**EXERCISE OBJECTIVE:**
Copy every line of the records that includes the word "explorable".

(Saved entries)
****

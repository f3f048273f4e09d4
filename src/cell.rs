//! Cell state for one hex tile.
//!
//! Cells live in a flat arena owned by the grid; every reference between
//! cells (neighbors, path predecessors, queue links) is an index into
//! that arena, never a pointer.

use crate::coords::{HexCoordinates, HexDirection};

/// Relationship between the elevations of two adjacent cells.
#[derive(Clone, Copy, Debug, PartialEq, Eq)]
pub enum HexEdgeType {
    Flat,
    Slope,
    Cliff,
}

/// Classify the edge between two elevations. Cliffs are impassable for
/// roads, rivers, and travelers.
pub fn edge_type(elevation1: i32, elevation2: i32) -> HexEdgeType {
    let delta = (elevation1 - elevation2).abs();
    match delta {
        0 => HexEdgeType::Flat,
        1 => HexEdgeType::Slope,
        _ => HexEdgeType::Cliff,
    }
}

/// One hexagonal tile.
///
/// The search scratch fields (`distance`, `search_heuristic`,
/// `search_phase`, `path_from`, `next_with_same_priority`) belong to the
/// grid's shared frontier and are only meaningful while `search_phase`
/// matches the active search; they are invalidated by bumping the phase
/// counter rather than cleared.
#[derive(Clone, Debug)]
pub struct HexCell {
    pub index: usize,
    pub coordinates: HexCoordinates,

    pub elevation: i32,
    pub water_level: i32,
    pub terrain_type_index: u8,
    pub urban_level: i32,
    pub farm_level: i32,
    pub plant_level: i32,
    pub special_index: u8,
    pub walled: bool,

    /// Neighbor arena indices, one per direction. Weak back-references:
    /// the grid owns every cell.
    pub neighbors: [Option<usize>; 6],
    /// Road presence per edge direction, mirrored on the neighbor.
    pub roads: [bool; 6],

    pub incoming_river: Option<HexDirection>,
    pub outgoing_river: Option<HexDirection>,

    // Search scratch, valid only for the current phase.
    pub distance: i32,
    pub search_heuristic: i32,
    pub search_phase: i32,
    pub path_from: usize,
    pub next_with_same_priority: Option<usize>,

    /// Count of units currently seeing this cell. Never negative.
    pub visibility: i32,
    pub explored: bool,
    /// Border cells are kept out of visibility searches so fog never
    /// reveals the unreachable map edge.
    pub explorable: bool,

    /// Occupying unit, if any (index into the grid's unit list).
    pub unit: Option<usize>,
}

impl HexCell {
    pub fn new(index: usize, coordinates: HexCoordinates) -> HexCell {
        HexCell {
            index,
            coordinates,
            elevation: 0,
            water_level: 0,
            terrain_type_index: 0,
            urban_level: 0,
            farm_level: 0,
            plant_level: 0,
            special_index: 0,
            walled: false,
            neighbors: [None; 6],
            roads: [false; 6],
            incoming_river: None,
            outgoing_river: None,
            distance: 0,
            search_heuristic: 0,
            search_phase: 0,
            path_from: 0,
            next_with_same_priority: None,
            visibility: 0,
            explored: false,
            explorable: false,
            unit: None,
        }
    }

    pub fn neighbor(&self, direction: HexDirection) -> Option<usize> {
        self.neighbors[direction.index()]
    }

    pub fn is_underwater(&self) -> bool {
        self.water_level > self.elevation
    }

    /// Effective height for line-of-sight: terrain or water surface,
    /// whichever is higher.
    pub fn view_elevation(&self) -> i32 {
        self.elevation.max(self.water_level)
    }

    pub fn is_visible(&self) -> bool {
        self.visibility > 0 && self.explorable
    }

    pub fn is_explored(&self) -> bool {
        self.explored && self.explorable
    }

    pub fn is_special(&self) -> bool {
        self.special_index > 0
    }

    pub fn has_river(&self) -> bool {
        self.incoming_river.is_some() || self.outgoing_river.is_some()
    }

    pub fn has_river_begin_or_end(&self) -> bool {
        self.incoming_river.is_some() != self.outgoing_river.is_some()
    }

    pub fn has_river_through_edge(&self, direction: HexDirection) -> bool {
        self.incoming_river == Some(direction) || self.outgoing_river == Some(direction)
    }

    /// Direction of the river at a begin or end cell.
    pub fn river_begin_or_end_direction(&self) -> Option<HexDirection> {
        self.incoming_river.or(self.outgoing_river)
    }

    pub fn has_road_through_edge(&self, direction: HexDirection) -> bool {
        self.roads[direction.index()]
    }

    pub fn has_roads(&self) -> bool {
        self.roads.iter().any(|&road| road)
    }

    /// Queue priority while on the search frontier.
    pub fn search_priority(&self) -> i32 {
        self.distance + self.search_heuristic
    }
}

#[cfg(test)]
mod tests {
    use super::*;

    #[test]
    fn test_edge_type_classification() {
        assert_eq!(edge_type(2, 2), HexEdgeType::Flat);
        assert_eq!(edge_type(2, 3), HexEdgeType::Slope);
        assert_eq!(edge_type(3, 2), HexEdgeType::Slope);
        assert_eq!(edge_type(0, 2), HexEdgeType::Cliff);
        assert_eq!(edge_type(5, -1), HexEdgeType::Cliff);
    }

    #[test]
    fn test_underwater_and_view_elevation() {
        let mut cell = HexCell::new(0, HexCoordinates::new(0, 0));
        cell.elevation = 1;
        cell.water_level = 3;
        assert!(cell.is_underwater());
        assert_eq!(cell.view_elevation(), 3);

        cell.elevation = 4;
        assert!(!cell.is_underwater());
        assert_eq!(cell.view_elevation(), 4);
    }

    #[test]
    fn test_river_edges() {
        let mut cell = HexCell::new(0, HexCoordinates::new(0, 0));
        assert!(!cell.has_river());
        cell.outgoing_river = Some(HexDirection::E);
        assert!(cell.has_river());
        assert!(cell.has_river_begin_or_end());
        assert!(cell.has_river_through_edge(HexDirection::E));
        assert!(!cell.has_river_through_edge(HexDirection::W));

        cell.incoming_river = Some(HexDirection::W);
        assert!(!cell.has_river_begin_or_end());
    }
}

****

**YOUR SOLUTION:**
    pub explorable: bool,
            explorable: false,
        self.visibility > 0 && self.explorable
        self.explored && self.explorable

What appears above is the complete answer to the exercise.